Common Pitfalls Affecting Retirement Plans in Property Settlements
- Underestimating the Value of Superannuation: Many individuals fail to appreciate the significance of superannuation in their overall financial plan. Underestimating its value can lead to an inequitable settlement and long-term financial disadvantages.
- Ignoring the Impact of Asset Division on Income Streams: Some parties may overlook the impact of dividing income-generating assets, such as rental properties or shares, on their future retirement income.
- Failing to Plan for Future Needs: A common mistake is not considering future financial needs, such as healthcare costs, living expenses, or lifestyle changes in retirement. Failure to account for these needs can lead to inadequate financial planning and reduced quality of life in retirement.
Case Study: Harrison v Harrison [2018] NSWSC 452
In the case of Harrison v Harrison [2018] NSWSC 452, the parties were involved in a property settlement dispute following a 30-year marriage.
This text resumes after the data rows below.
use crate::core::{Extent, FeatureId, GeometryKind, PointerEvent};
use crate::shared::EditorOptions;

/// Commands sind mutierende Schritte, die zentral ausgeführt werden.
#[derive(Debug, Clone)]
pub enum AppCommand {
    /// Viewport-Größe setzen
    SetViewportSize { size: [f64; 2] },
    /// Ansicht setzen
    SetView { center: glam::DVec2, resolution: f64 },
    /// Ansicht auf Features einpassen
    ZoomToFeatures { ids: Vec<FeatureId> },

    /// Zeiger-Geste beginnen
    BeginPointerGesture { event: PointerEvent },
    /// Zeiger-Geste fortsetzen
    ContinuePointerGesture { event: PointerEvent },
    /// Zeiger-Geste beenden (committet Änderungen)
    EndPointerGesture { event: PointerEvent },
    /// Cursor-Hinweis und Skizzen-Vorschau aktualisieren
    UpdateHover { event: PointerEvent },
    /// Einzelklick an das aktive Werkzeug oder die Selektion
    RouteClick { event: PointerEvent },
    /// Doppelklick an das aktive Werkzeug
    RouteDoubleClick { event: PointerEvent },

    /// Box-Selektion beginnen
    BeginBoxSelection,
    /// Box-Selektion abschließen
    FinishBoxSelection { extent: Extent },

    /// Selektionsmodus: Klick
    ActivateClickSelection,
    /// Selektionsmodus: Fenster
    ActivateWindowSelection,
    /// Selektion deaktivieren
    DeactivateSelection,
    /// Features selektieren
    SelectFeatures { ids: Vec<FeatureId>, zoom_to: bool },
    /// Features abwählen
    UnselectFeatures { ids: Vec<FeatureId> },
    /// Selektion aufheben
    ClearSelection,

    /// Editier-Sitzung starten
    StartEditing,
    /// Editier-Sitzung beenden
    StopEditing,

    /// Zeichen-Werkzeug aktivieren
    ActivateDraw {
        kind: GeometryKind,
        layer: Option<String>,
    },
    /// Zeichen-Werkzeug für konfigurierten Typ
    ActivateDrawEditableType { index: usize },
    /// Stützpunkt-Bearbeitung aktivieren
    ActivateModify,
    /// Verschiebe-Werkzeug aktivieren
    ActivateMove,
    /// Transform-Interaktion aktivieren
    ActivateTransform,
    /// Aktives Werkzeug beenden
    DeactivateTool,
    /// Laufende Skizze verwerfen
    CancelSketch,

    /// Features löschen
    DeleteFeatures { ids: Vec<FeatureId> },
    /// Undo
    Undo,
    /// Redo
    Redo,

    /// Optionen anwenden
    ApplyOptions { options: Box<EditorOptions> },
    /// Optionen zurücksetzen
    ResetOptions,
}
//! Geteilte Typen für layer-übergreifende Verträge.
//!
//! Enthält Typen, die zwischen `app` und dem Host-Renderer geteilt werden,
//! um direkte Abhängigkeiten zu vermeiden.

pub mod options;
mod render_scene;

pub use options::{EditorOptions, KeyCondition};
pub use render_scene::{RenderScene, SketchPreview, StyledFeature};
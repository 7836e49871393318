//! Mapping von UI-Intents auf mutierende App-Commands.

use super::editing::ToolKind;
use super::{AppCommand, AppIntent, AppState};

/// Übersetzt einen `AppIntent` in eine Sequenz ausführbarer `AppCommand`s.
pub fn map_intent_to_commands(state: &AppState, intent: AppIntent) -> Vec<AppCommand> {
    match intent {
        AppIntent::ViewportResized { size } => vec![AppCommand::SetViewportSize { size }],
        AppIntent::ViewChanged { center, resolution } => {
            vec![AppCommand::SetView { center, resolution }]
        }
        AppIntent::ZoomToFeaturesRequested { ids } => vec![AppCommand::ZoomToFeatures { ids }],

        AppIntent::PointerPressed { event } => vec![AppCommand::BeginPointerGesture { event }],
        AppIntent::PointerDragged { event } => {
            vec![AppCommand::ContinuePointerGesture { event }]
        }
        AppIntent::PointerReleased { event } => vec![AppCommand::EndPointerGesture { event }],
        AppIntent::PointerMoved { event } => vec![AppCommand::UpdateHover { event }],
        AppIntent::Clicked { event } => vec![AppCommand::RouteClick { event }],
        AppIntent::DoubleClicked { event } => vec![AppCommand::RouteDoubleClick { event }],

        AppIntent::BoxSelectionStarted => vec![AppCommand::BeginBoxSelection],
        AppIntent::BoxSelectionFinished { extent } => {
            vec![AppCommand::FinishBoxSelection { extent }]
        }

        AppIntent::SelectByClickRequested => vec![AppCommand::ActivateClickSelection],
        AppIntent::SelectByWindowRequested => vec![AppCommand::ActivateWindowSelection],
        AppIntent::SelectionDeactivated => vec![AppCommand::DeactivateSelection],
        AppIntent::SelectFeaturesRequested { ids, zoom_to } => {
            vec![AppCommand::SelectFeatures { ids, zoom_to }]
        }
        AppIntent::UnselectFeaturesRequested { ids } => {
            vec![AppCommand::UnselectFeatures { ids }]
        }
        AppIntent::ClearSelectionRequested => vec![AppCommand::ClearSelection],

        AppIntent::StartEditingRequested => vec![AppCommand::StartEditing],
        AppIntent::StopEditingRequested => vec![AppCommand::StopEditing],

        AppIntent::DrawRequested { kind, layer } => vec![AppCommand::ActivateDraw { kind, layer }],
        AppIntent::DrawEditableTypeRequested { index } => {
            vec![AppCommand::ActivateDrawEditableType { index }]
        }
        AppIntent::ModifyRequested => vec![AppCommand::ActivateModify],
        AppIntent::MoveRequested => vec![AppCommand::ActivateMove],
        AppIntent::TransformRequested => vec![AppCommand::ActivateTransform],
        AppIntent::ToolDeactivateRequested => vec![AppCommand::DeactivateTool],

        AppIntent::EscapePressed => {
            if state.session.has_pending_sketch() {
                vec![AppCommand::CancelSketch]
            } else if state.session.tool_kind() != ToolKind::None {
                vec![AppCommand::DeactivateTool]
            } else if !state.selection.is_empty() {
                vec![AppCommand::ClearSelection]
            } else {
                vec![]
            }
        }
        AppIntent::DeleteSelectedRequested => {
            if !state.session.is_editing() || state.selection.is_empty() {
                return vec![];
            }
            vec![AppCommand::DeleteFeatures {
                ids: state.selection.selection(),
            }]
        }
        AppIntent::UndoRequested => vec![AppCommand::Undo],
        AppIntent::RedoRequested => vec![AppCommand::Redo],

        AppIntent::OptionsChanged { options } => vec![AppCommand::ApplyOptions { options }],
        AppIntent::ResetOptionsRequested => vec![AppCommand::ResetOptions],
    }
}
The couple had accumulated significant assets, including a family home valued at $3 million, a portfolio of shares worth $1 million, two investment properties valued at $2 million, and combined superannuation assets of $1.5 million. Mr. Harrison, aged 62, was close to retirement and wanted to retain the investment properties as a source of retirement income. Mrs. Harrison, aged 58, sought a share of the superannuation and the family home to secure her financial future.
During negotiations, Mrs. Harrison’s lawyer argued that her client needed a larger share of the superannuation to ensure a comfortable retirement, given her limited earning capacity and health concerns. Mr. Harrison, however, contested the proposal, claiming that dividing the investment properties would significantly affect his ability to generate income in retirement.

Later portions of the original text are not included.